Connectionist and Connectivist Teaching
Connectionism [http://plato.stanford.edu/entries/connectionism/] is the study of learning and cognition in neural networks.
Connectivism [http://www.connectivism.ca/about] is a theory of:
- learning as network actions
- learners as network nodes
Principles of Connectivism
http://www.elearnspace.org/Articles/connectivism.htm
- Learning and knowledge rests in diversity of opinions
- Learning is a process of connecting specialized nodes or information sources.
- Learning may reside in non-human appliances.
- Capacity to know more is more critical than what is currently known
- Nurturing and maintaining connections is needed to facilitate continual learning.

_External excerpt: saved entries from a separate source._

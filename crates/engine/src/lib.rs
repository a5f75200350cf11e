//! Frame-stepped core of the live shader editor.
//!
//! One call to [`EngineContext::begin_frame`] and one to
//! [`EngineContext::end_frame`] bracket every rendered frame:
//!
//! ```text
//!   InputSource ─▶ InputEventMapper ─▶ TransportController ─▶ AudioTrack
//!                          │
//!                          └─▶ ShaderReloadPipeline ─▶ ProgramCompiler
//!                                      │
//!                         (caller renders with the active programs)
//!                                      │
//!                                      ▼
//!                              FrameStatsRecorder ─▶ StatusReport
//! ```
//!
//! Everything runs on the render thread. The GPU compiler, the audio track
//! and the input source are collaborators supplied through traits so the
//! same engine drives the wgpu window and the tests.

mod compiler;
mod config;
mod context;
mod input;
mod reload;
mod stats;
mod track;
mod transport;

pub use compiler::{
    Diagnostic, ProgramCompiler, ProgramError, ProgramHandle, ProgramStage, ShaderSource,
    SlotRole, DIAGNOSTIC_LIMIT,
};
pub use config::{
    ConfigError, DisplayConfig, EngineConfig, ReloadConfig, ShaderConfig, TrackConfig,
    MAX_RELOAD_INTERVAL,
};
pub use context::{EngineContext, FrameStart};
pub use input::{
    EditorKey, FrameCommands, InputEventMapper, InputSource, KeySnapshot, ScriptedInput,
    UiToggles,
};
pub use reload::{
    read_source, ProgramSlot, ReloadError, ReloadReport, ShaderPaths, ShaderReloadPipeline,
    SlotOutcome, DEFAULT_RELOAD_INTERVAL,
};
pub use stats::{FrameStatsRecorder, StatusReport, FRAME_WINDOW};
pub use track::{probe_wav_length, ClockTrack, TrackError};
pub use transport::{
    AudioTrack, PlayState, TransportCommands, TransportController, TransportState,
    FINE_SEEK_STEP, SEEK_STEP,
};
use std::fs;
use std::path::Path;
use std::time::Duration;

use anyhow::{Context, Result};
use engine::{probe_wav_length, ClockTrack, EngineConfig};
use renderer::RendererConfig;
use tracing_subscriber::EnvFilter;

use crate::cli::Cli;

/// Track length used when neither an explicit length nor a WAV file is given.
const FALLBACK_TRACK_LENGTH: Duration = Duration::from_secs(180);

pub fn initialise_tracing() {
    let filter = EnvFilter::try_from_default_env().unwrap_or_else(|_| EnvFilter::new("info"));
    tracing_subscriber::fmt()
        .with_env_filter(filter)
        .with_target(false)
        .init();
}

pub fn run(cli: Cli) -> Result<()> {
    let engine = resolve_engine_config(&cli)?;
    let length = resolve_track_length(&engine)?;
    let track = ClockTrack::new(length);

    let mut config = RendererConfig {
        vsync: !cli.no_vsync,
        engine,
        ..RendererConfig::default()
    };
    if let Some(size) = cli.size {
        config.surface_size = size;
    }
    renderer::run(config, track)
}

/// Loads the configuration file, if any, and layers the CLI flags on top.
fn resolve_engine_config(cli: &Cli) -> Result<EngineConfig> {
    let mut config = match &cli.config {
        Some(path) => load_config(path)?,
        None => EngineConfig::default(),
    };

    if let Some(primary) = &cli.primary {
        config.shaders.primary = primary.clone();
    }
    if let Some(post) = &cli.post {
        config.shaders.post = post.clone();
    }
    if let Some(track) = &cli.track {
        config.track.path = Some(track.clone());
    }
    if let Some(length) = cli.length {
        config.track.length = Some(length);
    }
    if let Some(interval) = cli.reload_interval {
        config.reload.interval = interval;
    }
    if cli.no_status {
        config.display.status_line = false;
    }

    config.validate().context("invalid configuration")?;
    Ok(config)
}

fn load_config(path: &Path) -> Result<EngineConfig> {
    let contents = fs::read_to_string(path)
        .with_context(|| format!("failed to read config at {}", path.display()))?;
    EngineConfig::from_toml_str(&contents)
        .with_context(|| format!("failed to load config at {}", path.display()))
}

fn resolve_track_length(config: &EngineConfig) -> Result<f64> {
    if let Some(length) = config.track.length {
        return Ok(length.as_secs_f64());
    }
    if let Some(path) = &config.track.path {
        let length = probe_wav_length(path)
            .with_context(|| format!("failed to read track length from {}", path.display()))?;
        tracing::info!(path = %path.display(), length, "probed track length");
        return Ok(length);
    }
    tracing::debug!(
        length = %humantime::format_duration(FALLBACK_TRACK_LENGTH),
        "no track configured; using fallback length"
    );
    Ok(FALLBACK_TRACK_LENGTH.as_secs_f64())
}

#[cfg(test)]
mod tests {
    use super::*;
    use clap::Parser;
    use std::path::PathBuf;
    use tempfile::TempDir;

    #[test]
    fn cli_flags_override_config_file() {
        let dir = TempDir::new().unwrap();
        let path = dir.path().join("leviathan.toml");
        fs::write(
            &path,
            "[shaders]\nprimary = \"a.frag\"\npost = \"b.frag\"\n[reload]\ninterval = \"1s\"\n",
        )
        .unwrap();

        let cli = Cli::try_parse_from([
            "leviathan",
            "--config",
            path.to_str().unwrap(),
            "--post",
            "c.frag",
            "--no-status",
        ])
        .unwrap();
        let config = resolve_engine_config(&cli).unwrap();
        assert_eq!(config.shaders.primary, PathBuf::from("a.frag"));
        assert_eq!(config.shaders.post, PathBuf::from("c.frag"));
        assert_eq!(config.reload.interval, Duration::from_secs(1));
        assert!(!config.display.status_line);
    }

    #[test]
    fn overridden_interval_is_validated() {
        let cli = Cli::try_parse_from(["leviathan", "--reload-interval", "1h"]).unwrap();
        assert!(resolve_engine_config(&cli).is_err());
    }

    #[test]
    fn explicit_length_wins_over_track_file() {
        let mut config = EngineConfig::default();
        config.track.path = Some(PathBuf::from("/nonexistent/track.wav"));
        config.track.length = Some(Duration::from_secs(42));
        assert_eq!(resolve_track_length(&config).unwrap(), 42.0);

        config.track.length = None;
        assert!(resolve_track_length(&config).is_err());

        config.track.path = None;
        assert_eq!(resolve_track_length(&config).unwrap(), 180.0);
    }
}
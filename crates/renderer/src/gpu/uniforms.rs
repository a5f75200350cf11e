use bytemuck::{Pod, Zeroable};

/// Sample rate the `iSample` counter advances at.
pub(crate) const SAMPLE_RATE: f64 = 44_100.0;

/// Mirrors the `FrameParams` block injected into every fragment program.
#[repr(C, align(16))]
#[derive(Clone, Copy, Debug, PartialEq)]
pub(crate) struct FrameUniforms {
    pub resolution: [f32; 2],
    pub time: f32,
    pub sample: i32,
}

unsafe impl Zeroable for FrameUniforms {}
unsafe impl Pod for FrameUniforms {}

impl FrameUniforms {
    pub fn new(width: u32, height: u32, time: f64) -> Self {
        let time = time.max(0.0);
        Self {
            resolution: [width as f32, height as f32],
            time: time as f32,
            sample: (time * SAMPLE_RATE) as i32,
        }
    }
}
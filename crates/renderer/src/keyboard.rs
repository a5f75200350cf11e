use std::collections::HashSet;

use engine::{EditorKey, InputSource, KeySnapshot};
use winit::event::{ElementState, KeyEvent};
use winit::keyboard::{KeyCode, PhysicalKey};

/// Tracks which editor keys the window currently holds down.
///
/// Keys are tracked by physical code so that releasing one of two held
/// modifiers (left and right Alt, say) keeps the editor key down.
#[derive(Debug, Default)]
pub struct LiveKeyboard {
    held: HashSet<KeyCode>,
}

impl LiveKeyboard {
    pub fn new() -> Self {
        Self::default()
    }

    /// Returns whether the event touched a key the editor cares about.
    pub fn handle_event(&mut self, event: &KeyEvent) -> bool {
        let PhysicalKey::Code(code) = event.physical_key else {
            return false;
        };
        self.set_key(code, event.state == ElementState::Pressed)
    }

    pub fn set_key(&mut self, code: KeyCode, pressed: bool) -> bool {
        if editor_key(code).is_none() {
            return false;
        }
        if pressed {
            self.held.insert(code)
        } else {
            self.held.remove(&code)
        }
    }

    /// Forgets every held key; the window lost focus and will not see the
    /// matching releases.
    pub fn reset(&mut self) {
        self.held.clear();
    }
}

impl InputSource for LiveKeyboard {
    fn snapshot(&mut self) -> KeySnapshot {
        let mut snapshot = KeySnapshot::default();
        for key in self.held.iter().copied().filter_map(editor_key) {
            snapshot.set(key, true);
        }
        snapshot
    }
}

pub fn editor_key(code: KeyCode) -> Option<EditorKey> {
    let key = match code {
        KeyCode::AltLeft | KeyCode::AltRight => EditorKey::Modifier,
        KeyCode::ShiftLeft | KeyCode::ShiftRight => EditorKey::Secondary,
        KeyCode::ControlLeft | KeyCode::ControlRight => EditorKey::Control,
        KeyCode::ArrowUp => EditorKey::Up,
        KeyCode::ArrowDown => EditorKey::Down,
        KeyCode::ArrowLeft => EditorKey::Left,
        KeyCode::ArrowRight => EditorKey::Right,
        KeyCode::KeyS => EditorKey::S,
        KeyCode::Escape => EditorKey::Escape,
        KeyCode::F1 => EditorKey::F1,
        KeyCode::F2 => EditorKey::F2,
        KeyCode::F3 => EditorKey::F3,
        _ => return None,
    };
    Some(key)
}
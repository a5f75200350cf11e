use std::fs;
use std::process::Command;

use tempfile::TempDir;

#[test]
fn help_lists_editor_flags() {
    let output = Command::new(env!("CARGO_BIN_EXE_leviathan"))
        .arg("--help")
        .output()
        .expect("failed to run leviathan --help");

    assert!(output.status.success());
    let stdout = String::from_utf8_lossy(&output.stdout);
    assert!(stdout.contains("--reload-interval"));
    assert!(stdout.contains("--primary"));
}

#[test]
fn missing_config_file_fails_before_opening_a_window() {
    let root = TempDir::new().unwrap();
    let status = Command::new(env!("CARGO_BIN_EXE_leviathan"))
        .arg("--config")
        .arg(root.path().join("absent.toml"))
        .env_remove("LEVIATHAN_CONFIG")
        .status()
        .expect("failed to run leviathan");

    assert!(!status.success());
}

#[test]
fn malformed_config_file_is_rejected() {
    let root = TempDir::new().unwrap();
    let path = root.path().join("leviathan.toml");
    fs::write(&path, "[reload]\ninterval = \"whenever\"\n").unwrap();

    let output = Command::new(env!("CARGO_BIN_EXE_leviathan"))
        .arg("--config")
        .arg(&path)
        .output()
        .expect("failed to run leviathan");

    assert!(!output.status.success());
    assert!(String::from_utf8_lossy(&output.stderr).contains("failed to load config"));
}

#[test]
fn unreadable_track_fails_before_opening_a_window() {
    let root = TempDir::new().unwrap();
    let status = Command::new(env!("CARGO_BIN_EXE_leviathan"))
        .arg("--track")
        .arg(root.path().join("missing.wav"))
        .status()
        .expect("failed to run leviathan");

    assert!(!status.success());
}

- Ability to see connections between fields, ideas, and concepts is a core skill.
- Currency (accurate, up-to-date knowledge) is the intent of all connectivist learning activities.
- Decision-making is itself a learning process.
Connectionism is the abstraction
- The internet = computing nodes
- Connectivism = learner nodes
It matters because
- we are dealing with a new kind of learner (digital natives) in a new modality (digital literacy)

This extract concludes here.